Trump had vowed he would "get SALT back" in a 2024 Truth Social post.
“The SALT cap has hurt people in high-income states like New York where income and property taxes are high,” said Michele Lazzara, CPA and managing director at CBIZ Advisors.
The new limit helps a little, she said.
“New Yorkers pay such high-income tax rates, and plus buyers pay many real estate taxes and fees on top of that, so a small benefit is welcome,” Lazzara said.
PTET for high earners
It might seem a bit unreal to us mere mortals, but plenty of New Yorkers earn above $500,000—and they buy and invest in big real estate deals.
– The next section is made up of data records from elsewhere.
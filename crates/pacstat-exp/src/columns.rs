//! Column names and identifiers written by the PAC experiment runners.

/// Problem instance identifier.
pub const INSTANCE_ID: &str = "InstanceID";
/// Suboptimality bound; the join key together with the instance.
pub const EPSILON: &str = "epsilon";
/// Nodes expanded by a run.
pub const EXPANDED: &str = "Expanded";
/// Source algorithm tag added by the merge step.
pub const ALG_NAME: &str = "AlgName";
/// PAC condition class used by a Basic run.
pub const PAC_CONDITION: &str = "pacCondition";
/// DPS weight, converted to epsilon on merge.
pub const WEIGHT: &str = "weight";
/// PAC delta of a Basic run.
pub const DELTA: &str = "delta";

/// Column appended by the delta-zero baseline step.
pub const EXPANDED_FMIN: &str = "expandedFMin";

/// Condition selecting the FMin reference runs.
pub const FMIN_CONDITION: &str = "org.cs4j.core.algorithms.pac.FMinCondition";
/// Condition selecting the Oracle reference runs.
pub const ORACLE_CONDITION: &str = "org.cs4j.core.algorithms.pac.OraclePACCondition";

/// Source table names.
pub const BASIC: &str = "Basic";
pub const OPEN: &str = "Open";
pub const DPS: &str = "DPS";
pub const BOUNDED_COST: &str = "BC";

/// Name given to the table produced by the merge step.
pub const MERGED: &str = "Merged";
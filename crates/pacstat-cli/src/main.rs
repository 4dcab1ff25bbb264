use std::error::Error;

use clap::{Parser, Subcommand};
use commands::{
    baseline::{self, BaselineArgs},
    config::{self, ConfigArgs},
    merge::{self, MergeArgs},
};

mod commands;

#[derive(Parser, Debug)]
#[command(name = "pacstat", about = "Merge PAC search benchmark tables and compute gains")]
struct Cli {
    #[command(subcommand)]
    command: Command,
}

#[derive(Subcommand, Debug)]
enum Command {
    /// Merge every domain's algorithm tables and add gain columns.
    Merge(MergeArgs),
    /// Annotate a Basic conditions summary with its delta-zero expansions.
    Baseline(BaselineArgs),
    /// Print the effective pipeline configuration as YAML.
    Config(ConfigArgs),
}

fn main() -> Result<(), Box<dyn Error>> {
    env_logger::Builder::from_env(env_logger::Env::default().default_filter_or("info")).init();
    let cli = Cli::parse();
    match cli.command {
        Command::Merge(args) => merge::run(&args),
        Command::Baseline(args) => baseline::run(&args),
        Command::Config(args) => config::run(&args),
    }
}
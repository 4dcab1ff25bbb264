use std::error::Error;
use std::path::PathBuf;

use clap::Args;

use super::load_pipeline;

#[derive(Args, Debug)]
pub struct ConfigArgs {
    /// Configuration to validate and print; defaults are printed when omitted.
    #[arg(long)]
    pub config: Option<PathBuf>,
}

pub fn run(args: &ConfigArgs) -> Result<(), Box<dyn Error>> {
    let config = load_pipeline(args.config.as_ref(), None)?;
    print!("{}", serde_yaml::to_string(&config)?);
    Ok(())
}
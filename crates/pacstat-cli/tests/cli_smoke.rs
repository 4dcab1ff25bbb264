use std::fs;
use std::path::Path;
use std::process::Command;

use tempfile::tempdir;

const FMIN: &str = "org.cs4j.core.algorithms.pac.FMinCondition";

fn pacstat() -> Command {
    let mut command = Command::new(env!("CARGO_BIN_EXE_pacstat"));
    command.env("RUST_LOG", "warn");
    command
}

fn write(root: &Path, relative: &str, text: &str) {
    let path = root.join(relative);
    fs::create_dir_all(path.parent().unwrap()).unwrap();
    fs::write(path, text).unwrap();
}

#[test]
fn merge_command_writes_output_and_report() {
    let dir = tempdir().unwrap();
    let root = dir.path();
    write(
        root,
        "basic/conditions-pancakes-gains.csv",
        &format!("InstanceID,Expanded,epsilon,pacCondition\n1,100,0.1,{FMIN}\n"),
    );
    write(root, "openBased/open-pancakes.csv", "InstanceID,Expanded,epsilon\n1,50,0.1\n");
    write(root, "dps/DPSpancakes.csv", "InstanceID,Expanded,weight\n1,25,1.1\n");
    write(root, "boundedCost/bc-pancakes.csv", "InstanceID,Expanded,epsilon\n1,20,0.1\n");
    let report = root.join("out/report.json");

    let status = pacstat()
        .args(["merge", "--domain", "pancakes", "--root"])
        .arg(root)
        .arg("--report")
        .arg(&report)
        .status()
        .expect("run pacstat");
    assert!(status.success());

    let merged = fs::read_to_string(root.join("merged-pancakes.csv")).unwrap();
    let header = merged.lines().next().unwrap();
    assert!(header.ends_with("GainFMin,GainOracle,GainDPS,HasGainFMin,HasGainOracle,HasGainDPS"));
    assert_eq!(merged.lines().count(), 5);
    let report_text = fs::read_to_string(report).unwrap();
    assert!(report_text.contains("\"completed\""));
}

#[test]
fn merge_command_fails_when_a_domain_fails() {
    let dir = tempdir().unwrap();
    let status = pacstat()
        .args(["merge", "--domain", "pancakes", "--root"])
        .arg(dir.path())
        .status()
        .expect("run pacstat");
    assert!(!status.success());
}

#[test]
fn baseline_command_appends_column() {
    let dir = tempdir().unwrap();
    let input = dir.path().join("conditions.csv");
    fs::write(
        &input,
        format!("InstanceID,Expanded,delta,epsilon,pacCondition\n1,100,0.0,0.1,{FMIN}\n1,60,0.5,0.1,{FMIN}\n"),
    )
    .unwrap();
    let output = dir.path().join("gains.csv");
    let status = pacstat()
        .arg("baseline")
        .arg("--input")
        .arg(&input)
        .arg("--output")
        .arg(&output)
        .status()
        .expect("run pacstat");
    assert!(status.success());
    let text = fs::read_to_string(output).unwrap();
    let lines: Vec<&str> = text.lines().collect();
    assert!(lines[0].ends_with(",expandedFMin"));
    assert!(lines[2].ends_with(",100"));
}

#[test]
fn config_command_prints_defaults() {
    let output = pacstat().arg("config").output().expect("run pacstat");
    assert!(output.status.success());
    let text = String::from_utf8(output.stdout).unwrap();
    assert!(text.contains("weighted_source: DPS"));
    assert!(text.contains("GridPathFinding"));
}
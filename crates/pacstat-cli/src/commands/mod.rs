use std::error::Error;
use std::path::PathBuf;

use pacstat_exp::PipelineConfig;

pub mod baseline;
pub mod config;
pub mod merge;

/// Reads `path` when given, otherwise falls back to the built-in layout.
pub fn load_pipeline(
    path: Option<&PathBuf>,
    root: Option<&PathBuf>,
) -> Result<PipelineConfig, Box<dyn Error>> {
    let mut config = match path {
        Some(path) => PipelineConfig::from_path(path)?,
        None => PipelineConfig::default(),
    };
    if let Some(root) = root {
        config.results_root = root.clone();
    }
    Ok(config)
}
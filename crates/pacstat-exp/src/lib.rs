//! Merge and gain computation for PAC search benchmark tables.

pub mod columns;
mod baseline;
mod config;
mod gains;
mod key;
mod merge;
mod pipeline;

pub use baseline::annotate_baseline;
pub use config::{
    BaselineConfig, BaselineJob, DuplicatePolicy, GainConfig, MergeConfig, PipelineConfig,
    ReferenceSpec, SourceSpec,
};
pub use gains::{augment, compute_gains, gain, Augmentation, GainReport, ReferenceIndex};
pub use key::ExperimentKey;
pub use merge::{merge, round_to};
pub use pipeline::{run_baseline, run_batch, run_domain, BatchReport, DomainOutcome, DomainReport};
This cap doesn’t do anything for them.
“If you live in NYC and earn $500,000, assuming married, filing jointly, your NYS/NYC income tax is roughly $49,000, which is more than the SALT cap,” said Matthew Foreman, a partner at Falcon Rappaport & Berkman and co-chair of the firm’s taxation practice group.
New Yorkers with a partnership or New York S corporation generally opt to take the Pass-Through Entity Tax, which was enacted in 2021. While this is a tax for a business entity, it provides a credit on personal income taxes.
New Yorkers earning above $500 will continue to opt for the PTET workaround, Foreman said. OBBBA did not impose any new restrictions on PTET.
What unlimited SALT would look like
NYC Comptroller Brad Lander previously estimated the impact of eliminating the SALT in today’s dollars. In this scenario, NYC households would stop paying around $7.5 billion in federal taxes.
Of that $7.5 billion, about $7 billion is paid by households that make $200,000 or more per year, he added.
“If people wind up with more money in their pocket because they're not paying as much federal government in taxes thanks to the SALT cap being raised or eliminated—and if tax rates decline overall—then you might see people who would have more to spend on housing,” Lander previously said.